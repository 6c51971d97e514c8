//! Carrel console binary.
//!
//! # Usage
//!
//! ```bash
//! # Use ./library_data.dat
//! carrel
//!
//! # Another snapshot file, with every floor locked at full size
//! carrel --data /var/lib/carrel/seats.dat --fixed-layout
//! ```

use std::{
    io::{self, IsTerminal},
    path::PathBuf,
};

use carrel_cli::{ReplConfig, run};
use carrel_core::{FileStorage, LibraryConfig, Runtime, SystemEnv};
use clap::Parser;
use tracing_subscriber::{EnvFilter, fmt, layer::SubscriberExt, util::SubscriberInitExt};

/// Library seat reservation console
#[derive(Parser, Debug)]
#[command(name = "carrel")]
#[command(about = "Reserve library seats by floor, row, column and day")]
#[command(version)]
struct Args {
    /// Snapshot file to load at startup and save after every change
    #[arg(short, long, default_value = "library_data.dat")]
    data: PathBuf,

    /// Log level (trace, debug, info, warn, error)
    #[arg(long, default_value = "warn")]
    log_level: String,

    /// Keep every floor at full size and refuse resize requests
    #[arg(long)]
    fixed_layout: bool,
}

fn main() -> Result<(), Box<dyn std::error::Error>> {
    let args = Args::parse();
    let filter =
        EnvFilter::try_from_default_env().unwrap_or_else(|_| EnvFilter::new(&args.log_level));

    tracing_subscriber::registry().with(fmt::layer().with_writer(io::stderr)).with(filter).init();

    tracing::info!(data = %args.data.display(), "carrel starting");

    let config = LibraryConfig { resizable_floors: !args.fixed_layout };
    let mut runtime = Runtime::open(FileStorage::new(&args.data), SystemEnv::new(), config);

    let stdin = io::stdin();
    let prompt = stdin.is_terminal();
    let mut stdout = io::stdout().lock();

    run(&mut runtime, stdin.lock(), &mut stdout, ReplConfig { prompt })?;

    Ok(())
}
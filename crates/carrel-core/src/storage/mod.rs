//! Storage abstraction for seat snapshots
//!
//! Trait-based abstraction for persisting the whole [`SeatGrid`]. The trait is
//! synchronous (no async): a command is applied and saved before the next one
//! is read.

mod chaotic;
mod error;
mod file;
mod memory;

pub use chaotic::ChaoticStorage;
pub use error::StorageError;
pub use file::FileStorage;
pub use memory::MemoryStorage;

use crate::grid::SeatGrid;

/// Durable home of the seat grid.
///
/// Must be Clone (runtimes and tests may hold the same backend), Send + Sync,
/// and synchronous. Implementations that keep state in memory share it via
/// `Arc`, so clones observe the same snapshot.
pub trait Storage: Clone + Send + Sync + 'static {
    /// Load the last saved grid.
    ///
    /// Returns `None` if nothing was ever saved. A snapshot that exists but
    /// cannot be read or decoded is an error, never `None`.
    fn load(&self) -> Result<Option<SeatGrid>, StorageError>;

    /// Replace the saved grid with `grid`.
    ///
    /// # Invariants
    ///
    /// - Post: a following [`Self::load`] returns a grid equal to `grid`
    fn save(&self, grid: &SeatGrid) -> Result<(), StorageError>;
}
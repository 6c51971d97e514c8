//! Access control.
//!
//! Maps the current [`Session`] and a seat's owner to the set of permitted
//! actions, and decides how much of a seat each viewer may see.
//!
//! - Logged out: view only, without owner information.
//! - Administrator: everything, for any owner letter.
//! - Normal user: reserve for their own letter, cancel their own seats, see
//!   only whether a seat is free, taken, or theirs.

use thiserror::Error;

use crate::{
    seat::{Reservation, ReservationKind, Seat, UserLetter},
    session::{Identity, Session},
};

/// Why an action was refused.
#[derive(Error, Debug, Clone, Copy, PartialEq, Eq)]
pub enum Denial {
    /// No one is logged in.
    #[error("log in first")]
    NotLoggedIn,

    /// Action reserved to the administrator.
    #[error("administrator privileges required")]
    AdminOnly,

    /// Normal user tried to cancel somebody else's seat.
    #[error("seat belongs to {owner}; you can only cancel your own reservations")]
    NotOwner {
        /// Holder of the seat
        owner: UserLetter,
    },

    /// Normal user tried to reserve on behalf of another letter.
    #[error("you can only reserve for yourself, not for {0:?}")]
    ForeignTarget(char),

    /// Target is not a letter `A`-`Z`.
    #[error("{0:?} is not a valid user letter (A-Z)")]
    InvalidTarget(char),

    /// Administrator reserved without naming a user letter.
    #[error("name the user letter to reserve for")]
    TargetRequired,
}

/// Permission to reserve, as resolved for the current session.
#[derive(Debug, Clone, Copy, PartialEq, Eq)]
pub struct ReserveGrant {
    /// Letter the seat will be held for.
    pub owner: UserLetter,
    /// Kind recorded on the seat.
    pub kind: ReservationKind,
}

/// How a seat appears to the current viewer.
#[derive(Debug, Clone, Copy, PartialEq, Eq, Hash)]
pub enum SeatView {
    /// Free.
    Empty,
    /// Taken by someone the viewer may not identify.
    Reserved,
    /// Taken by the viewing user.
    Mine,
    /// Taken, with full detail (administrator view).
    Held {
        /// Holder of the seat
        owner: UserLetter,
        /// Who placed the reservation
        kind: ReservationKind,
    },
}

/// Identity of the logged-in actor.
pub fn require_login(session: &Session) -> Result<Identity, Denial> {
    session.identity().ok_or(Denial::NotLoggedIn)
}

/// Succeeds only for the administrator.
pub fn require_admin(session: &Session) -> Result<(), Denial> {
    match require_login(session)? {
        Identity::Admin => Ok(()),
        Identity::User(_) => Err(Denial::AdminOnly),
    }
}

/// Resolve who a reservation is for and what kind it is.
///
/// The administrator must name a target letter. A normal user reserves for
/// their own letter; naming it explicitly is allowed, naming any other is not.
pub fn authorize_reserve(session: &Session, target: Option<char>) -> Result<ReserveGrant, Denial> {
    match require_login(session)? {
        Identity::Admin => {
            let c = target.ok_or(Denial::TargetRequired)?;
            let owner = UserLetter::new(c).ok_or(Denial::InvalidTarget(c))?;
            Ok(ReserveGrant { owner, kind: ReservationKind::ByAdmin })
        },
        Identity::User(me) => {
            if let Some(c) = target {
                let requested = UserLetter::new(c).ok_or(Denial::InvalidTarget(c))?;
                if requested != me {
                    return Err(Denial::ForeignTarget(c));
                }
            }
            Ok(ReserveGrant { owner: me, kind: ReservationKind::BySelf })
        },
    }
}

/// Check that the session may cancel `reservation`.
pub fn authorize_cancel(session: &Session, reservation: &Reservation) -> Result<(), Denial> {
    match require_login(session)? {
        Identity::Admin => Ok(()),
        Identity::User(me) if me == reservation.owner => Ok(()),
        Identity::User(_) => Err(Denial::NotOwner { owner: reservation.owner }),
    }
}

/// Project a seat for the current viewer.
pub fn seat_view(session: &Session, seat: &Seat) -> SeatView {
    let Some(reservation) = seat.reservation() else {
        return SeatView::Empty;
    };

    match session.identity() {
        Some(Identity::Admin) => {
            SeatView::Held { owner: reservation.owner, kind: reservation.kind }
        },
        Some(Identity::User(me)) if me == reservation.owner => SeatView::Mine,
        Some(Identity::User(_)) | None => SeatView::Reserved,
    }
}

#[cfg(test)]
mod tests {
    use super::*;

    fn letter(c: char) -> UserLetter {
        UserLetter::new(c).unwrap()
    }

    fn user(c: char) -> Session {
        Session::logged_in(Identity::User(letter(c)))
    }

    fn admin() -> Session {
        Session::logged_in(Identity::Admin)
    }

    fn held_by(c: char) -> Reservation {
        Reservation { kind: ReservationKind::BySelf, owner: letter(c), reserved_at: 1 }
    }

    #[test]
    fn logged_out_may_not_mutate() {
        let session = Session::new();
        assert_eq!(authorize_reserve(&session, Some('A')), Err(Denial::NotLoggedIn));
        assert_eq!(authorize_cancel(&session, &held_by('A')), Err(Denial::NotLoggedIn));
        assert_eq!(require_admin(&session), Err(Denial::NotLoggedIn));
    }

    #[test]
    fn admin_reserves_for_any_letter() {
        let grant = authorize_reserve(&admin(), Some('q')).unwrap();
        assert_eq!(grant, ReserveGrant { owner: letter('Q'), kind: ReservationKind::ByAdmin });

        assert_eq!(authorize_reserve(&admin(), None), Err(Denial::TargetRequired));
        assert_eq!(authorize_reserve(&admin(), Some('7')), Err(Denial::InvalidTarget('7')));
    }

    #[test]
    fn user_reserves_only_for_self() {
        let expected = ReserveGrant { owner: letter('B'), kind: ReservationKind::BySelf };
        assert_eq!(authorize_reserve(&user('B'), None), Ok(expected));
        assert_eq!(authorize_reserve(&user('B'), Some('b')), Ok(expected));
        assert_eq!(authorize_reserve(&user('B'), Some('C')), Err(Denial::ForeignTarget('C')));
    }

    #[test]
    fn cancel_follows_ownership() {
        assert_eq!(authorize_cancel(&user('B'), &held_by('B')), Ok(()));
        assert_eq!(
            authorize_cancel(&user('B'), &held_by('C')),
            Err(Denial::NotOwner { owner: letter('C') })
        );
        assert_eq!(authorize_cancel(&admin(), &held_by('C')), Ok(()));
    }

    #[test]
    fn admin_only_actions() {
        assert_eq!(require_admin(&admin()), Ok(()));
        assert_eq!(require_admin(&user('A')), Err(Denial::AdminOnly));
    }

    #[test]
    fn views_hide_other_owners() {
        let seat = Seat::Reserved(held_by('C'));

        assert_eq!(seat_view(&Session::new(), &seat), SeatView::Reserved);
        assert_eq!(seat_view(&user('B'), &seat), SeatView::Reserved);
        assert_eq!(seat_view(&user('C'), &seat), SeatView::Mine);
        assert_eq!(
            seat_view(&admin(), &seat),
            SeatView::Held { owner: letter('C'), kind: ReservationKind::BySelf }
        );
        assert_eq!(seat_view(&admin(), &Seat::Empty), SeatView::Empty);
    }
}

──────

- _What to do_
Only one stretch of the entries above is wanted: the lines from the one containing "reservation.owner, kind: reservation.kind" through the one containing "fn held_by(c: char)". Please reproduce it exactly.

- _Response below_
            SeatView::Held { owner: reservation.owner, kind: reservation.kind }
        },
        Some(Identity::User(me)) if me == reservation.owner => SeatView::Mine,
        Some(Identity::User(_)) | None => SeatView::Reserved,
    }
}

#[cfg(test)]
mod tests {
    use super::*;

    fn letter(c: char) -> UserLetter {
        UserLetter::new(c).unwrap()
    }

    fn user(c: char) -> Session {
        Session::logged_in(Identity::User(letter(c)))
    }

    fn admin() -> Session {
        Session::logged_in(Identity::Admin)
    }

    fn held_by(c: char) -> Reservation {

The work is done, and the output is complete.